The hit by Jets guard Matt Slauson on Texans linebacker Brian Cushing is expected to spark a debate in the offseason regarding further restrictions on the use of cut blocks in the NFL.
A source with knowledge of the situation tells PFT that Slauson’s hit on Cushing, coupled with last year’s low block by Bills receiver Stevie Johnson on Chiefs safety Eric Berry, will result in the NFL taking a closer look at placing further limits on offensive players blocking defensive players below the waist.
The cut block has been part of football for as long as football has been around. It started as a matter of basic physics; little players had no effective way to block big players other than to hit the big players in the legs, knocking them down.
Roughly 40 years ago, the NFL applied the first restriction on cut blocks to special teams, preventing blockers on return units from hitting coverage players low.
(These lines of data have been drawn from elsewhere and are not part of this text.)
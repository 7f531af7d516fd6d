//! Path and title helpers.
//!
//! Small helpers the standard library doesn't cover: natural ordering
//! for filenames and deriving display titles from paths and URLs.

use std::cmp::Ordering;
use std::path::Path;


/// Compares two filenames naturally and case-insensitively.
///
/// Embedded digit runs compare numerically, so "file2" sorts before
/// "file10".
pub fn natural_compare( a: &str, b: &str ) -> Ordering {
    natord::compare_ignore_case( a, b )
}


/// Returns the last path segment with its extension, for display.
pub fn display_name( path: &Path ) -> String {
    path.file_name()
        .map( |n| n.to_string_lossy().into_owned() )
        .unwrap_or_else( || path.to_string_lossy().into_owned() )
}


/// Derives a human-readable title from a URL.
///
/// Strips the query string, takes the last non-empty `/` segment
/// (falling back to "playlist"), and drops a trailing extension.
pub fn url_title( url: &str ) -> String {
    let clean = url.split( '?' ).next().unwrap_or( url );
    let last = clean.trim_end_matches( '/' )
        .rsplit( '/' )
        .next()
        .unwrap_or( "" );

    let last = if last.is_empty() { "playlist" } else { last };

    match last.rfind( '.' ) {
        Some( dot ) => last[ ..dot ].to_string(),
        None => last.to_string(),
    }
}


#[cfg( test )]
mod tests {
    use super::*;
    use std::path::PathBuf;


    #[test]
    fn test_natural_order_digit_runs() {
        let mut names = vec![ "f10", "f1", "f2" ];
        names.sort_by( |a, b| natural_compare( a, b ) );
        assert_eq!( names, vec![ "f1", "f2", "f10" ] );
    }


    #[test]
    fn test_natural_order_case_insensitive() {
        assert_eq!( natural_compare( "Episode 2", "episode 10" ), Ordering::Less );
        assert_eq!( natural_compare( "ABC", "abc" ), Ordering::Equal );
    }


    #[test]
    fn test_display_name_keeps_extension() {
        let path = PathBuf::from( "/media/shows/episode 1.mkv" );
        assert_eq!( display_name( &path ), "episode 1.mkv" );
    }


    #[test]
    fn test_url_title_strips_query_and_extension() {
        assert_eq!( url_title( "https://example.com/videos/intro.m3u8?token=abc" ), "intro" );
        assert_eq!( url_title( "http://example.com/a/b/show.mp4" ), "show" );
    }


    #[test]
    fn test_url_title_fallback_for_bare_host() {
        assert_eq!( url_title( "https://example.com/" ), "example" );
        assert_eq!( url_title( "" ), "playlist" );
    }
}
Since then, further refinements have been made from chop blocks to the “peel back” block for which Slauson was fined, but not penalized.
The prohibition on “peel back” blocks came, we’re told, in response to offensive linemen running down the field on a screen pass and then “peeling back” to hit an unsuspecting defender low. While it appears that Slauson hit Cushing on the front of his leg, which would make the cut block not a “peel back” block, the fact that the NFL pounced on the situation confirms the league’s interest in expanding protections for defensive players against possible knee-imploding hits.
College football already has taken steps to make additional cut blocks illegal, via a confusing distinction that applies to players moving toward the sideline (legal) and players moving toward the middle of the field (illegal). Look for the NFL to seriously consider doing something more clear, especially as it relates to cut blocks applied in the open field.